Outro aspecto que o artigo do El País toca, prende-se com um desejo que apenas conhece a aparência do desejo. Uma espécie de romantismo que é mais fiel a uma intimidade vista de fora, uma “extimidade”, para usar a expressão do psiquiatra e psicanalista Serge Tisseron. Assim, o desejo surge mais como outra representação social, outro simulacro, uma forma de expor a intimidade em público, seguindo a lógica do exibicionismo típico da sociedade em rede. No entender de Bauman, “o advento da sociedade-confessionário marcou o triunfo definitivo daquela invenção esquisitamente moderna que é a privacidade – mas também marcou o início dos vertiginosos tombos desde o apogeu da sua glória. Triunfo que se revelou ser uma vitória de Pirro, naturalmente, visto que a privacidade invadiu, conquistou e colonizou a esfera pública, mas ao preço de perder o seu direito ao segredo, seu traço distintivo e privilégio mais caro e defendido da forma mais ciumenta. (…) Ao que parece, já não nos traz alegria o ter segredos, a menos que se trate daquele género de segredos capazes de exaltarem o nosso ego, atraindo a atenção de seguidores e que excitam a imaginação infantil dos apresentadores de talk-shows televisivos, das primeiras páginas dos tabloides e das capas das revistas cor-de-rosa.”

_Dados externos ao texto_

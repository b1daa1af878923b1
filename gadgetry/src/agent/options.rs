//! Run options for the agent loop.

use std::time::Duration;

use crate::output_store::OutputLimitOptions;
use crate::parser::MarkerConfig;

/// What the loop does when an iteration produced no gadget calls.
#[derive(Debug, Clone, Copy, PartialEq, Eq, Default)]
pub enum TextOnlyPolicy {
    /// Treat plain text as the final answer and stop.
    #[default]
    Terminate,
    /// Nudge the model to continue with an acknowledgement message.
    Acknowledge,
    /// Park until a user message is injected.
    WaitForInput,
}

/// Configuration for one agent loop.
#[derive(Debug, Clone)]
pub struct AgentOptions {
    /// Model identifier sent to the transport.
    pub model: String,
    /// Sampling temperature.
    pub temperature: Option<f32>,
    /// Output token cap per call.
    pub max_tokens: Option<u32>,
    /// Iteration budget.
    pub max_iterations: usize,
    /// Await gadget lifecycles inline instead of running them as
    /// parallel tasks.
    pub sequential_gadgets: bool,
    /// Gadget lifecycles allowed per response; 0 means unlimited.
    pub max_gadgets_per_response: usize,
    /// Per-gadget concurrency ceiling; 0 means unlimited.
    pub max_concurrent_gadgets: usize,
    /// Timeout for gadgets that declare none of their own.
    pub default_gadget_timeout: Duration,
    /// Policy for iterations without gadget calls.
    pub text_only_policy: TextOnlyPolicy,
    /// Bound gadget results relative to the model context window.
    pub output_limit: Option<OutputLimitOptions>,
    /// Wire-format markers.
    pub markers: MarkerConfig,
    /// Rebuild assistant history messages as rendered call blocks,
    /// wrapping accompanying prose in a synthetic `note` call.
    pub fold_plain_text: bool,
}

impl AgentOptions {
    /// Options for the given model with defaults everywhere else.
    #[must_use]
    pub fn new(model: impl Into<String>) -> Self {
        Self {
            model: model.into(),
            temperature: None,
            max_tokens: None,
            max_iterations: 10,
            sequential_gadgets: false,
            max_gadgets_per_response: 0,
            max_concurrent_gadgets: 0,
            default_gadget_timeout: Duration::from_secs(60),
            text_only_policy: TextOnlyPolicy::default(),
            output_limit: None,
            markers: MarkerConfig::default(),
            fold_plain_text: false,
        }
    }

    /// Set the sampling temperature.
    #[must_use]
    pub const fn temperature(mut self, temperature: f32) -> Self {
        self.temperature = Some(temperature);
        self
    }

    /// Set the output token cap.
    #[must_use]
    pub const fn max_tokens(mut self, max_tokens: u32) -> Self {
        self.max_tokens = Some(max_tokens);
        self
    }

    /// Set the iteration budget.
    #[must_use]
    pub const fn max_iterations(mut self, max_iterations: usize) -> Self {
        self.max_iterations = max_iterations;
        self
    }

    /// Run gadget lifecycles inline, one at a time.
    #[must_use]
    pub const fn sequential(mut self) -> Self {
        self.sequential_gadgets = true;
        self
    }

    /// Cap gadget lifecycles per response.
    #[must_use]
    pub const fn max_gadgets_per_response(mut self, cap: usize) -> Self {
        self.max_gadgets_per_response = cap;
        self
    }

    /// Cap concurrent executions per gadget name.
    #[must_use]
    pub const fn max_concurrent_gadgets(mut self, cap: usize) -> Self {
        self.max_concurrent_gadgets = cap;
        self
    }

    /// Set the default gadget timeout.
    #[must_use]
    pub const fn default_gadget_timeout(mut self, timeout: Duration) -> Self {
        self.default_gadget_timeout = timeout;
        self
    }

    /// Set the text-only policy.
    #[must_use]
    pub const fn text_only_policy(mut self, policy: TextOnlyPolicy) -> Self {
        self.text_only_policy = policy;
        self
    }

    /// Enable output limiting.
    #[must_use]
    pub const fn output_limit(mut self, options: OutputLimitOptions) -> Self {
        self.output_limit = Some(options);
        self
    }

    /// Use custom wire-format markers.
    #[must_use]
    pub fn markers(mut self, markers: MarkerConfig) -> Self {
        self.markers = markers;
        self
    }
}
//! Gadgetry is a streaming LLM agent loop with a dependency-aware
//! gadget scheduler.
//!
//! The model invokes side-effectful **gadgets** through a marker-based
//! wire format embedded in its text output. Per iteration, the
//! [`processor::StreamProcessor`] parses the response stream
//! incrementally, schedules gadget calls the moment they close (running
//! independent calls in parallel, parking calls whose dependencies are
//! still in flight), and yields typed [`events::StreamEvent`]s in real
//! time. The [`agent::AgentLoop`] drives iterations around it: retries
//! wrapped around whole stream consumptions, proactive rate limiting,
//! context compaction, hook dispatch, and conversation bookkeeping.
//! Everything an agent and its recursively spawned subagents do is
//! recorded in one shared [`tree::ExecutionTree`].

// Core data model
pub mod error;
pub mod message;
pub mod usage;

// Collaborator surfaces
pub mod catalog;
pub mod transport;

// Gadget machinery
pub mod executor;
pub mod gadget;
pub mod media;
pub mod output_store;
pub mod parser;

// The engine
pub mod agent;
pub mod events;
pub mod hooks;
pub mod processor;
pub mod tree;

// Policies
pub mod rate_limit;
pub mod retry;

// Ambient
pub mod session_log;

#[doc(hidden)]
pub mod testing;

pub mod prelude;

pub use error::{Error, Result};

Com o título “Somos a geração que não quer relações”, o artigo do El País remete-nos para um texto da escritora Krysti Wilkinson publicado há uns anos no Huffington Post, que assinala esta pretensão de um desejo que apenas quer o lado exterior das relações, que apenas está empenhado numa representação harmoniosa, mas que prescinde daquilo para o qual essa remete, para a intimidade, para as bases de um relacionamento que exige um pacto e uma constante transferência entre dois. “Queremos uma segunda chávena de café para aparecer nas fotos que publicamos no Instagram nas manhãs de domingo, outro par de sapatos nas nossas fotos artísticas em que mostramos os pés. Queremos pôr no Facebook que temos uma relação para que toda a gente possa aprovar com um gosto, e assinar o livro do casal, recomendando-o, queremos uma publicação digna do hashtag #casalideal. (…) Queremos a fachada de uma relação, mas não queremos o esforço que implica tê-la. Queremos dar as mãos, mas não ter queremos manter contacto visual; queremos manter esse registo de flirt mas não ir ao ponto de ter conversas muito sérias; queremos promesas, mas não um compromisso real; queremos celebrar aniversários, mas não ter de aguentar os 365 dias que isso implica. Queremos um felizes para sempre, mas não que nos exija um esforço de estar aqui e agora. (…) Queremos um amor digno de levantar a taça do campeonato, mas não um que nos obrigue a ir todos os dias aos treinos.”